無論是滿足某過濾池例項 onePool 條件的檔案,還是不屬於任何過濾池的檔案,可以籠統地理解為 "一批檔案",getMoreSplits()就是為這一批檔案生成切片的。 

/**
   * Return all the splits in the specified set of paths
   */
  private void getMoreSplits(JobContext job, List<FileStatus> stats,
                             long maxSize, long minSizeNode, long minSizeRack,
                             List<InputSplit> splits)
    throws IOException {
    Configuration conf = job.getConfiguration();

    //OneFileInfo類:代表一個檔案 
    OneFileInfo[] files;

  
    //rackToBlocks:機架和資料塊的對應關係,即某一個機架上有哪些資料塊;
    HashMap<String, List<OneBlockInfo>> rackToBlocks = 
                              new HashMap<String, List<OneBlockInfo>>();

    //blockToNodes:資料塊與節點的對應關係,即一塊資料塊的“拷貝”位於哪些節點
    HashMap<OneBlockInfo, String[]> blockToNodes = 
                              new HashMap<OneBlockInfo, String[]>();

    //nodeToBlocks:節點和資料塊的對應關係,即某一個節點上有哪些資料塊;
    HashMap<String, Set<OneBlockInfo>> nodeToBlocks = 
                              new HashMap<String, Set<OneBlockInfo>>();
  
    files = new OneFileInfo[stats.size()];
    if (stats.size() == 0) {
      return; 
    }

   /**
    * 迭代這"一批檔案",為每一個檔案構建OneFileInfo物件
    * OneFileInfo物件在構建過程中維護了上述三個對應關係的資訊。
    * 迭代完成之後,即可以認為資料塊、節點、機架相互之間的對應關係已經建立完畢
    * 接下來可以根據這些資訊生成切片
    */
    long totLength = 0;
    int i = 0;
    for (FileStatus stat : stats) {
      files[i] = new OneFileInfo(stat, conf, isSplitable(job, stat.getPath()),
                                 rackToBlocks, blockToNodes, nodeToBlocks,
                                 rackToNodes, maxSize);
      totLength += files[i].getLength();
    }

    //切片的形成過程
    createSplits(nodeToBlocks, blockToNodes, rackToBlocks, totLength, 
                 maxSize, minSizeNode, minSizeRack, splits);
  }

5).原始碼:createSplits()

@VisibleForTesting
  void createSplits(Map<String, Set<OneBlockInfo>> nodeToBlocks,
                     Map<OneBlockInfo, String[]> blockToNodes,
                     Map<String, List<OneBlockInfo>> rackToBlocks,
                     long totLength,
                     long maxSize,
                     long minSizeNode,
                     long minSizeRack,
                     List<InputSplit> splits                     
                    ) {

    //儲存當前切片所包含的資料塊
    ArrayList<OneBlockInfo> validBlocks = new ArrayList<OneBlockInfo>();

    //儲存當前切片的大小
    long curSplitSize = 0;
    
    int totalNodes = nodeToBlocks.size();
    long totalLength = totLength;

    Multiset<String> splitsPerNode = HashMultiset.create();
    Set<String> completedNodes = new HashSet<String>();
    
    while(true) {
      // it is allowed for maxSize to be 0. Disable smoothing load for such cases

      //逐個節點(資料塊)形成切片
      // process all nodes and create splits that are local to a node.
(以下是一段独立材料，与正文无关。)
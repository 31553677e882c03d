use std::sync::Arc;

use arrow::array::{ArrayRef, StringArray};
use arrow::datatypes::{DataType, Field, Schema};
use arrow::error::ArrowError;
use arrow::record_batch::RecordBatch;
use arrow::util::pretty::pretty_format_batches;

use super::model::Table;

/// Convert a table to an all-text Arrow record batch. Missing cells become
/// Arrow nulls.
pub fn to_record_batch(table: &Table) -> Result<RecordBatch, ArrowError> {
    let fields: Vec<Field> = table
        .columns()
        .iter()
        .map(|c| Field::new(c, DataType::Utf8, true))
        .collect();

    let arrays: Vec<ArrayRef> = (0..table.columns().len())
        .map(|i| {
            let values: Vec<Option<String>> = table
                .rows()
                .iter()
                .map(|row| (!row[i].is_missing()).then(|| row[i].to_string()))
                .collect();
            Arc::new(StringArray::from(values)) as ArrayRef
        })
        .collect();

    RecordBatch::try_new(Arc::new(Schema::new(fields)), arrays)
}

/// Box-drawn rendering of the first `rows` rows.
pub fn pretty_head(table: &Table, rows: usize) -> Result<String, ArrowError> {
    let batch = to_record_batch(&table.head(rows))?;
    Ok(pretty_format_batches(&[batch])?.to_string())
}

#[cfg(test)]
mod tests {
    use super::*;
    use crate::data::model::Value;
    use arrow::array::Array;

    #[test]
    fn renders_header_and_nulls() {
        let t = Table::from_rows(
            vec!["name".into(), "qty".into()],
            vec![
                vec![Value::Str("mug".into()), Value::Int(6)],
                vec![Value::Str("lamp".into()), Value::Null],
                vec![Value::Str("hidden".into()), Value::Int(1)],
            ],
        );
        let batch = to_record_batch(&t).unwrap();
        assert_eq!(batch.num_rows(), 3);
        assert_eq!(batch.column(1).null_count(), 1);

        let text = pretty_head(&t, 2).unwrap();
        assert!(text.contains("name"));
        assert!(text.contains("lamp"));
        assert!(!text.contains("hidden"));
    }
}
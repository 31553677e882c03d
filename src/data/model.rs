use std::fmt;

use chrono::{NaiveDateTime, NaiveTime};

// ---------------------------------------------------------------------------
// Value – a single cell
// ---------------------------------------------------------------------------

/// A dynamically-typed cell mirroring the dtypes a CSV column ends up with.
/// Used as a `BTreeMap` key when grouping, so `Value` must be `Ord`.
#[derive(Debug, Clone)]
pub enum Value {
    Str(String),
    Int(i64),
    Float(f64),
    Bool(bool),
    Date(NaiveDateTime),
    Null,
}

// -- Manual Eq/Ord so Value can key ordered maps --

/// Equality follows [`Ord`]: `Float(NaN) == Float(NaN)`, and an `Int` never
/// equals a `Float`.
impl PartialEq for Value {
    fn eq(&self, other: &Self) -> bool {
        self.cmp(other) == std::cmp::Ordering::Equal
    }
}

impl Eq for Value {}

impl PartialOrd for Value {
    fn partial_cmp(&self, other: &Self) -> Option<std::cmp::Ordering> {
        Some(self.cmp(other))
    }
}

impl Ord for Value {
    fn cmp(&self, other: &Self) -> std::cmp::Ordering {
        use Value::*;
        fn discriminant(v: &Value) -> u8 {
            match v {
                Null => 0,
                Bool(_) => 1,
                Int(_) => 2,
                Float(_) => 3,
                Str(_) => 4,
                Date(_) => 5,
            }
        }
        let da = discriminant(self);
        let db = discriminant(other);
        if da != db {
            // Ints and floats compare numerically with each other.
            if let (Some(a), Some(b)) = (self.as_f64(), other.as_f64()) {
                return a.total_cmp(&b).then(da.cmp(&db));
            }
            return da.cmp(&db);
        }
        match (self, other) {
            (Null, Null) => std::cmp::Ordering::Equal,
            (Bool(a), Bool(b)) => a.cmp(b),
            (Int(a), Int(b)) => a.cmp(b),
            (Float(a), Float(b)) => a.total_cmp(b),
            (Str(a), Str(b)) => a.cmp(b),
            (Date(a), Date(b)) => a.cmp(b),
            _ => std::cmp::Ordering::Equal,
        }
    }
}

impl std::hash::Hash for Value {
    fn hash<H: std::hash::Hasher>(&self, state: &mut H) {
        std::mem::discriminant(self).hash(state);
        match self {
            Value::Str(s) => s.hash(state),
            Value::Int(i) => i.hash(state),
            Value::Float(f) => f.to_bits().hash(state),
            Value::Bool(b) => b.hash(state),
            Value::Date(d) => d.hash(state),
            Value::Null => {}
        }
    }
}

/// CSV cell rendering. Missing values render as an empty string.
impl fmt::Display for Value {
    fn fmt(&self, f: &mut fmt::Formatter<'_>) -> fmt::Result {
        match self {
            Value::Str(s) => write!(f, "{s}"),
            Value::Int(i) => write!(f, "{i}"),
            Value::Float(v) if v.is_nan() => Ok(()),
            // Debug keeps a trailing `.0` so the column re-ingests as float.
            Value::Float(v) => write!(f, "{v:?}"),
            Value::Bool(b) => write!(f, "{b}"),
            Value::Date(d) if d.time() == NaiveTime::MIN => write!(f, "{}", d.format("%Y-%m-%d")),
            Value::Date(d) => write!(f, "{}", d.format("%Y-%m-%d %H:%M:%S")),
            Value::Null => Ok(()),
        }
    }
}

/// Cell texts read as missing.
const MISSING_MARKERS: &[&str] = &[
    "NaN", "nan", "-NaN", "-nan", "NA", "N/A", "n/a", "<NA>", "#N/A", "NULL", "null", "None",
];

impl Value {
    /// Guess the type of a raw text cell.
    ///
    /// Only `.`-decimal numbers are recognised here; locale-formatted numbers
    /// and dates stay text until a cleaning rule coerces them. Empty cells,
    /// the usual missing-value markers and non-finite numbers are `Null`.
    pub fn infer(s: &str) -> Value {
        let s = s.trim();
        if s.is_empty() || MISSING_MARKERS.contains(&s) {
            return Value::Null;
        }
        if let Ok(i) = s.parse::<i64>() {
            return Value::Int(i);
        }
        if let Ok(f) = s.parse::<f64>() {
            return if f.is_finite() { Value::Float(f) } else { Value::Null };
        }
        match s {
            "true" | "True" | "TRUE" => Value::Bool(true),
            "false" | "False" | "FALSE" => Value::Bool(false),
            _ => Value::Str(s.to_string()),
        }
    }

    /// Numeric view of the value; `None` for missing or non-numeric cells.
    pub fn as_f64(&self) -> Option<f64> {
        match self {
            Value::Float(v) if !v.is_nan() => Some(*v),
            Value::Int(i) => Some(*i as f64),
            _ => None,
        }
    }

    pub fn as_date(&self) -> Option<NaiveDateTime> {
        match self {
            Value::Date(d) => Some(*d),
            _ => None,
        }
    }

    /// `Null` and `NaN` both count as missing.
    pub fn is_missing(&self) -> bool {
        match self {
            Value::Null => true,
            Value::Float(v) => v.is_nan(),
            _ => false,
        }
    }
}

// ---------------------------------------------------------------------------
// Table – ordered columns, ordered rows
// ---------------------------------------------------------------------------

/// An in-memory table. Every row holds exactly one value per column, in
/// column order.
#[derive(Debug, Clone, PartialEq, Default)]
pub struct Table {
    columns: Vec<String>,
    rows: Vec<Vec<Value>>,
}

impl Table {
    /// An empty table with the given header.
    pub fn new(columns: Vec<String>) -> Self {
        Table {
            columns,
            rows: Vec::new(),
        }
    }

    /// Build a table from rows; short rows are padded with `Null` and long
    /// rows truncated to the header width.
    pub fn from_rows(columns: Vec<String>, rows: Vec<Vec<Value>>) -> Self {
        let width = columns.len();
        let rows = rows
            .into_iter()
            .map(|mut row| {
                row.resize(width, Value::Null);
                row
            })
            .collect();
        Table { columns, rows }
    }

    pub fn columns(&self) -> &[String] {
        &self.columns
    }

    pub fn rows(&self) -> &[Vec<Value>] {
        &self.rows
    }

    /// Decompose into header and rows.
    pub fn into_parts(self) -> (Vec<String>, Vec<Vec<Value>>) {
        (self.columns, self.rows)
    }

    /// Number of rows.
    pub fn len(&self) -> usize {
        self.rows.len()
    }

    /// Whether the table has no rows.
    pub fn is_empty(&self) -> bool {
        self.rows.is_empty()
    }

    pub fn has_column(&self, name: &str) -> bool {
        self.column_index(name).is_some()
    }

    pub fn column_index(&self, name: &str) -> Option<usize> {
        self.columns.iter().position(|c| c == name)
    }

    pub fn push_row(&mut self, mut row: Vec<Value>) {
        row.resize(self.columns.len(), Value::Null);
        self.rows.push(row);
    }

    /// Cell lookup by row number and column name.
    pub fn get(&self, row: usize, column: &str) -> Option<&Value> {
        let idx = self.column_index(column)?;
        self.rows.get(row).map(|r| &r[idx])
    }

    /// Iterate over one column's cells.
    pub fn column(&self, name: &str) -> Option<impl Iterator<Item = &Value> + '_> {
        let idx = self.column_index(name)?;
        Some(self.rows.iter().map(move |r| &r[idx]))
    }

    /// Numeric copy of a column, `NaN` where a cell is missing or non-numeric.
    pub fn numeric_column(&self, name: &str) -> Option<Vec<f64>> {
        self.column(name)
            .map(|it| it.map(|v| v.as_f64().unwrap_or(f64::NAN)).collect())
    }

    /// Append a column, or replace it in place when the name already exists.
    pub fn with_column(mut self, name: &str, values: Vec<Value>) -> Self {
        debug_assert_eq!(values.len(), self.rows.len());
        match self.column_index(name) {
            Some(idx) => {
                for (row, v) in self.rows.iter_mut().zip(values) {
                    row[idx] = v;
                }
            }
            None => {
                self.columns.push(name.to_string());
                for (row, v) in self.rows.iter_mut().zip(values) {
                    row.push(v);
                }
            }
        }
        self
    }

    /// Replace every cell of an existing column through `f`.
    pub fn map_column(mut self, name: &str, f: impl Fn(&Value) -> Value) -> Self {
        if let Some(idx) = self.column_index(name) {
            for row in &mut self.rows {
                row[idx] = f(&row[idx]);
            }
        }
        self
    }

    /// Keep only the named columns, in the order given. Unknown names are skipped.
    pub fn select(&self, names: &[&str]) -> Table {
        let indices: Vec<usize> = names.iter().filter_map(|n| self.column_index(n)).collect();
        Table {
            columns: indices.iter().map(|&i| self.columns[i].clone()).collect(),
            rows: self
                .rows
                .iter()
                .map(|r| indices.iter().map(|&i| r[i].clone()).collect())
                .collect(),
        }
    }

    /// Remove the named columns if present.
    pub fn drop_columns(self, names: &[String]) -> Table {
        let keep: Vec<usize> = (0..self.columns.len())
            .filter(|&i| !names.contains(&self.columns[i]))
            .collect();
        Table {
            columns: keep.iter().map(|&i| self.columns[i].clone()).collect(),
            rows: self
                .rows
                .iter()
                .map(|r| keep.iter().map(|&i| r[i].clone()).collect())
                .collect(),
        }
    }

    /// Rename headers through `f`.
    pub fn rename_columns(mut self, f: impl Fn(&str) -> String) -> Table {
        self.columns = self.columns.iter().map(|c| f(c)).collect();
        self
    }

    /// Keep rows for which `keep` returns true.
    pub fn filter_rows(mut self, keep: impl Fn(&[Value]) -> bool) -> Table {
        self.rows.retain(|r| keep(r));
        self
    }

    /// Keep rows at the given indices, in the given order.
    pub fn take_rows(&self, indices: &[usize]) -> Table {
        Table {
            columns: self.columns.clone(),
            rows: indices.iter().map(|&i| self.rows[i].clone()).collect(),
        }
    }

    /// Stable sort on one column; missing values sort first.
    pub fn sort_by_column(mut self, name: &str) -> Table {
        if let Some(idx) = self.column_index(name) {
            self.rows.sort_by(|a, b| a[idx].cmp(&b[idx]));
        }
        self
    }

    /// First `n` rows.
    pub fn head(&self, n: usize) -> Table {
        Table {
            columns: self.columns.clone(),
            rows: self.rows.iter().take(n).cloned().collect(),
        }
    }
}

#[cfg(test)]
mod tests {
    use super::*;

    fn sample() -> Table {
        Table::from_rows(
            vec!["a".into(), "b".into()],
            vec![
                vec![Value::Int(3), Value::Str("x".into())],
                vec![Value::Int(1), Value::Null],
                vec![Value::Float(2.5)],
            ],
        )
    }

    #[test]
    fn infers_cell_types() {
        assert_eq!(Value::infer(""), Value::Null);
        assert_eq!(Value::infer(" 42 "), Value::Int(42));
        assert_eq!(Value::infer("2.55"), Value::Float(2.55));
        assert_eq!(Value::infer("true"), Value::Bool(true));
        assert_eq!(Value::infer("2,55"), Value::Str("2,55".into()));
    }

    #[test]
    fn missing_markers_and_non_finite_numbers_are_null() {
        for cell in ["NaN", "nan", " N/A ", "NULL", "inf", "-infinity"] {
            assert_eq!(Value::infer(cell), Value::Null, "{cell}");
        }
        assert_eq!(Value::infer("Nancy"), Value::Str("Nancy".into()));
    }

    #[test]
    fn equality_agrees_with_ordering() {
        let nan = Value::Float(f64::NAN);
        assert_eq!(nan, nan.clone());
        assert_eq!(nan.cmp(&nan.clone()), std::cmp::Ordering::Equal);
        assert_ne!(Value::Int(1), Value::Float(1.0));
        assert_ne!(Value::Int(1).cmp(&Value::Float(1.0)), std::cmp::Ordering::Equal);

        let mut groups = std::collections::BTreeMap::new();
        *groups.entry(Value::Float(f64::NAN)).or_insert(0) += 1;
        *groups.entry(Value::Float(f64::NAN)).or_insert(0) += 1;
        assert_eq!(groups.len(), 1);
    }

    #[test]
    fn short_rows_are_padded() {
        let t = sample();
        assert_eq!(t.get(2, "b"), Some(&Value::Null));
        assert!(t.get(2, "b").unwrap().is_missing());
    }

    #[test]
    fn float_display_keeps_decimal_point() {
        assert_eq!(Value::Float(3.0).to_string(), "3.0");
        assert_eq!(Value::Float(f64::NAN).to_string(), "");
    }

    #[test]
    fn ints_and_floats_sort_numerically() {
        let t = sample().sort_by_column("a");
        let a: Vec<f64> = t.numeric_column("a").unwrap();
        assert_eq!(a, vec![1.0, 2.5, 3.0]);
    }

    #[test]
    fn select_and_drop_preserve_order() {
        let t = sample().with_column("c", vec![Value::Int(0); 3]);
        assert_eq!(t.select(&["c", "a"]).columns(), ["c", "a"]);
        let dropped = t.drop_columns(&["b".to_string()]);
        assert_eq!(dropped.columns(), ["a", "c"]);
        assert_eq!(dropped.rows()[0].len(), 2);
    }
}
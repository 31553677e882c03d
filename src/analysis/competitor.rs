use log::info;

use super::{parse_dates, Output};
use crate::config::DashboardConfig;
use crate::data::model::Table;
use crate::error::Result;

const RENAMES: [(&str, &str); 4] = [
    ("data", "Date"),
    ("venda", "Sales"),
    ("estoque", "Stock"),
    ("preco", "Price"),
];

/// English headers, rows in date order.
pub fn competitor_data(table: Table) -> Table {
    let table = table.rename_columns(|c| {
        RENAMES
            .iter()
            .find(|(from, _)| *from == c)
            .map(|(_, to)| to.to_string())
            .unwrap_or_else(|| c.to_string())
    });
    parse_dates(table, "Date").sort_by_column("Date")
}

pub fn run(mock_kaggle: Table, config: &DashboardConfig) -> Result<Vec<Output>> {
    let table = competitor_data(mock_kaggle);
    info!("competitor: {} rows", table.len());
    Ok(vec![Output::new(config.processed_path("competitor_data.csv"), table)])
}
Generate
      // one split per node iteration, and walk over nodes multiple times to
      // distribute the splits across nodes. 
      for (Iterator<Map.Entry<String, Set<OneBlockInfo>>> iter = nodeToBlocks
          .entrySet().iterator(); iter.hasNext();) {
        Map.Entry<String, Set<OneBlockInfo>> one = iter.next();
        
        String node = one.getKey();
        
        // Skip the node if it has previously been marked as completed.
        if (completedNodes.contains(node)) {
          continue;
        }

        Set<OneBlockInfo> blocksInCurrentNode = one.getValue();

        // for each block, copy it into validBlocks. Delete it from
        // blockToNodes so that the same block does not appear in
        // two different splits.
        Iterator<OneBlockInfo> oneBlockIter = blocksInCurrentNode.iterator();
        while (oneBlockIter.hasNext()) {
          OneBlockInfo oneblock = oneBlockIter.next();
          
          // Remove all blocks which may already have been assigned to other
          // splits.
          if(!blockToNodes.containsKey(oneblock)) {
            oneBlockIter.remove();
            continue;
          }
        
          validBlocks.add(oneblock);
          blockToNodes.remove(oneblock);
          curSplitSize += oneblock.length;

          // if the accumulated split size exceeds the maximum, then
          // create this split.

          //如果資料塊累積大小大於或等於maxSize,則形成一個切片
          if (maxSize != 0 && curSplitSize >= maxSize) {
            // create an input split and add it to the splits array
            addCreatedSplit(splits, Collections.singleton(node), validBlocks);
            totalLength -= curSplitSize;
            curSplitSize = 0;

            splitsPerNode.add(node);

            // Remove entries from blocksInNode so that we don't walk these
            // again.
            blocksInCurrentNode.removeAll(validBlocks);
            validBlocks.clear();

            // Done creating a single split for this node. Move on to the next
            // node so that splits are distributed across nodes.
            break;
          }

        }
        if (validBlocks.size() != 0) {
          // This implies that the last few blocks (or all in case maxSize=0)
          // were not part of a split. The node is complete.
          
          // if there were any blocks left over and their combined size is
          // larger than minSplitNode, then combine them into one split.
          // Otherwise add them back to the unprocessed pool. It is likely
          // that they will be combined with other blocks from the
          // same rack later on.
          // This condition also kicks in when max split size is not set. All
          // blocks on a node will be grouped together into a single split.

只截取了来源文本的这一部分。